Affairs on the river were meanwhile promising far better. The first Four was rowing finely, Whitcomb at stroke, Hadden at 2, Burlen at 3 and Gallup at bow. Otto Ferris had failed to get out of the second boat, where, with Fernald, Walker and Pearse he was daily making the first row its hardest to win out in the Practice races.
On the track things were in poor shape. Hammond would not compete with Ferry Hill in track and field games and so there was but little incentive for the latter school. Still, a handful of boys went in for running, hurdling, pole-vaulting, jumping and shot-putting in preparation for the preparatory school meet.
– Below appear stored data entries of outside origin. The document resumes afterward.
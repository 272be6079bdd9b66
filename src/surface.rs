//! The seam between the animation core and whatever owns the pixels.
//!
//! A `Surface` hands out its `Canvas` for one frame at a time. The director
//! locks it, composes, and posts it straight back; when no canvas is
//! available the frame is simply skipped.

use anyhow::Result;

use crate::assets::{Bitmap, Sprite};
use crate::types::{Bounds, Color};

pub trait Canvas {
    /// Fill the whole canvas with a solid color.
    fn draw_color(&mut self, color: &Color);

    /// Draw a bitmap with its top-left corner at (`left`, `top`).
    fn draw_bitmap(&mut self, bitmap: &Bitmap, left: f32, top: f32);

    /// Draw a sprite stretched to `bounds`.
    fn draw_sprite(&mut self, sprite: &Sprite, bounds: Bounds);
}

pub trait Surface {
    /// Borrow the canvas for one frame. `None` means the surface is not
    /// drawable right now.
    fn lock_canvas(&mut self) -> Option<&mut dyn Canvas>;

    /// Release the canvas locked by `lock_canvas` and show what was drawn.
    fn unlock_canvas_and_post(&mut self) -> Result<()>;
}
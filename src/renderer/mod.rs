//! Renderer — the terminal rasterizer.
//!
//! `TerminalCanvas` implements [`Canvas`] on a fixed-size cell grid. Draw
//! calls arrive in pixel space; a cell is painted when its center pixel is
//! covered. A grid can report the cells that changed since a previous one, so
//! only those are sent to the terminal.
//!
//! The renderer is pure and stateless apart from the grid itself. It knows
//! nothing about time, animation, or layout.

use crate::assets::{Bitmap, CELL_HEIGHT, CELL_WIDTH, Sprite};
use crate::surface::Canvas;
use crate::types::{Bounds, Cell, CellChange, Color, Style};

pub struct TerminalCanvas {
    cols: u16,
    rows: u16,
    grid: Vec<Vec<Cell>>,
}

impl TerminalCanvas {
    pub fn new(cols: u16, rows: u16) -> Self {
        TerminalCanvas {
            cols,
            rows,
            grid: vec![vec![Cell::default(); cols as usize]; rows as usize],
        }
    }

    pub fn cols(&self) -> u16 {
        self.cols
    }

    pub fn rows(&self) -> u16 {
        self.rows
    }

    /// Surface size in pixels.
    pub fn pixel_size(&self) -> (i32, i32) {
        (
            self.cols as i32 * CELL_WIDTH,
            self.rows as i32 * CELL_HEIGHT,
        )
    }

    pub fn grid(&self) -> &[Vec<Cell>] {
        &self.grid
    }

    /// Center pixel of cell (`col`, `row`).
    fn cell_center(col: usize, row: usize) -> (i32, i32) {
        (
            col as i32 * CELL_WIDTH + CELL_WIDTH / 2,
            row as i32 * CELL_HEIGHT + CELL_HEIGHT / 2,
        )
    }

    /// Cells whose centers fall inside `bounds`, clipped to the grid.
    fn covered_cells(&self, bounds: Bounds) -> Vec<(usize, usize)> {
        let first_col = div_ceil(bounds.left - CELL_WIDTH / 2, CELL_WIDTH).max(0);
        let end_col = div_ceil(bounds.right - CELL_WIDTH / 2, CELL_WIDTH).min(self.cols as i32);
        let first_row = div_ceil(bounds.top - CELL_HEIGHT / 2, CELL_HEIGHT).max(0);
        let end_row = div_ceil(bounds.bottom - CELL_HEIGHT / 2, CELL_HEIGHT).min(self.rows as i32);
        let mut cells = Vec::new();
        for row in first_row..end_row {
            for col in first_col..end_col {
                cells.push((col as usize, row as usize));
            }
        }
        cells
    }

    /// Cells that differ from `shown`, a grid of the same size.
    pub fn changes_since(&self, shown: &[Vec<Cell>]) -> Vec<CellChange> {
        self.grid
            .iter()
            .zip(shown)
            .enumerate()
            .flat_map(|(y, (row, before))| {
                row.iter()
                    .zip(before)
                    .enumerate()
                    .filter(|(_, (now, then))| now != then)
                    .map(move |(x, (now, _))| CellChange {
                        x: x as u16,
                        y: y as u16,
                        cell: now.clone(),
                    })
            })
            .collect()
    }

    fn paint(&mut self, col: usize, row: usize, ch: char, style: &Style) {
        let cell = &mut self.grid[row][col];
        cell.style = style.over(&cell.style);
        cell.ch = ch;
    }
}

impl Canvas for TerminalCanvas {
    fn draw_color(&mut self, color: &Color) {
        let cell = Cell {
            ch: ' ',
            style: Style {
                bg: Some(color.clone()),
                ..Default::default()
            },
        };
        for row in &mut self.grid {
            row.fill(cell.clone());
        }
    }

    fn draw_bitmap(&mut self, bitmap: &Bitmap, left: f32, top: f32) {
        let (left, top) = (left.floor() as i32, top.floor() as i32);
        let bounds = Bounds {
            left,
            top,
            right: left + bitmap.width(),
            bottom: top + bitmap.height(),
        };
        for (col, row) in self.covered_cells(bounds) {
            let (cx, cy) = Self::cell_center(col, row);
            if let Some(ch) = bitmap.sample(cx - left, cy - top) {
                self.paint(col, row, ch, bitmap.style());
            }
        }
    }

    fn draw_sprite(&mut self, sprite: &Sprite, bounds: Bounds) {
        for (col, row) in self.covered_cells(bounds) {
            self.paint(col, row, sprite.ch, &sprite.style);
        }
    }
}

/// Integer division rounding toward positive infinity.
fn div_ceil(a: i32, b: i32) -> i32 {
    let q = a.div_euclid(b);
    if a.rem_euclid(b) == 0 { q } else { q + 1 }
}

#[cfg(test)]
mod tests {
    use super::*;
    use crate::types::Point;

    fn sprite() -> Sprite {
        Sprite {
            intrinsic_width: 24,
            intrinsic_height: 16,
            ch: '#',
            style: Style::default(),
        }
    }

    fn painted(canvas: &TerminalCanvas, ch: char) -> Vec<(usize, usize)> {
        let mut out = Vec::new();
        for (row, cells) in canvas.grid().iter().enumerate() {
            for (col, cell) in cells.iter().enumerate() {
                if cell.ch == ch {
                    out.push((col, row));
                }
            }
        }
        out
    }

    #[test]
    fn pixel_size_follows_cell_size() {
        let canvas = TerminalCanvas::new(80, 24);
        assert_eq!(canvas.pixel_size(), (640, 384));
    }

    #[test]
    fn sprite_paints_cells_whose_centers_it_covers() {
        let mut canvas = TerminalCanvas::new(10, 4);
        canvas.draw_sprite(&sprite(), Bounds::at(Point::new(8, 16), 24, 16));
        assert_eq!(painted(&canvas, '#'), vec![(1, 1), (2, 1), (3, 1)]);
    }

    #[test]
    fn sprite_off_screen_is_clipped() {
        let mut canvas = TerminalCanvas::new(10, 4);
        canvas.draw_sprite(&sprite(), Bounds::at(Point::new(-16, -4), 24, 16));
        assert_eq!(painted(&canvas, '#'), vec![(0, 0)]);
        canvas.draw_sprite(&sprite(), Bounds::at(Point::new(80, 64), 24, 16));
        assert_eq!(painted(&canvas, '#'), vec![(0, 0)]);
    }

    #[test]
    fn background_survives_drawing_on_top() {
        let mut canvas = TerminalCanvas::new(4, 2);
        canvas.draw_color(&Color::rgb(5, 5, 5));
        canvas.draw_sprite(&sprite(), Bounds::at(Point::new(0, 0), 24, 16));
        let cell = &canvas.grid()[0][0];
        assert_eq!(cell.ch, '#');
        assert_eq!(cell.style.bg, Some(Color::rgb(5, 5, 5)));
        assert_eq!(canvas.grid()[1][0].ch, ' ');
    }

    #[test]
    fn bitmap_skips_transparent_cells() {
        let mut canvas = TerminalCanvas::new(6, 3);
        let bmp = Bitmap::from_art(&["a b", " c"], Style::default());
        canvas.draw_bitmap(&bmp, 8.0, 16.0);
        assert_eq!(painted(&canvas, 'a'), vec![(1, 1)]);
        assert_eq!(painted(&canvas, 'b'), vec![(3, 1)]);
        assert_eq!(painted(&canvas, 'c'), vec![(2, 2)]);
        assert_eq!(canvas.grid()[1][2].ch, ' ');
    }

    #[test]
    fn changes_since_reports_only_changed_cells() {
        let before = TerminalCanvas::new(4, 2);
        let mut canvas = TerminalCanvas::new(4, 2);
        canvas.draw_sprite(&sprite(), Bounds::at(Point::new(8, 16), 8, 16));
        assert!(canvas.changes_since(canvas.grid()).is_empty());
        let changes = canvas.changes_since(before.grid());
        assert_eq!(changes.len(), 1);
        assert_eq!((changes[0].x, changes[0].y), (1, 1));
        assert_eq!(changes[0].cell.ch, '#');
    }

    #[test]
    fn div_ceil_rounds_up_for_negatives_too() {
        assert_eq!(div_ceil(-12, 8), -1);
        assert_eq!(div_ceil(-16, 8), -2);
        assert_eq!(div_ceil(4, 8), 1);
        assert_eq!(div_ceil(16, 8), 2);
    }
}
Those boys who neither rowed, played baseball nor performed on the track—and there weren't many such—essayed golf or went fishing on the river or along one or the other of the two nearby streams. The streams were the more popular, though, for they afforded excellent sport with rod and fly, Wissick Creek especially yielding fine trout, principally for the reason that it ran for several miles through private estates and had been carefully preserved for many years. The best pools were posted and once in a great while a case of poaching came up before the Principal, but as poaching was held to be a dire offence, punishable with expulsion, the fellows as a general thing contented themselves with such portions of the stream as were open to the public. Of course, fishing on Sunday was strictly prohibited, but sometimes a boy would wander away from school for a Sunday afternoon walk with a fly-book in his pocket and an unjointed rod reposing under his clothes and making him quite stiff-kneed in one leg. Such things will happen in the best regulated schools just as long as trout will rise to a fly and boys' nature remains unchanged.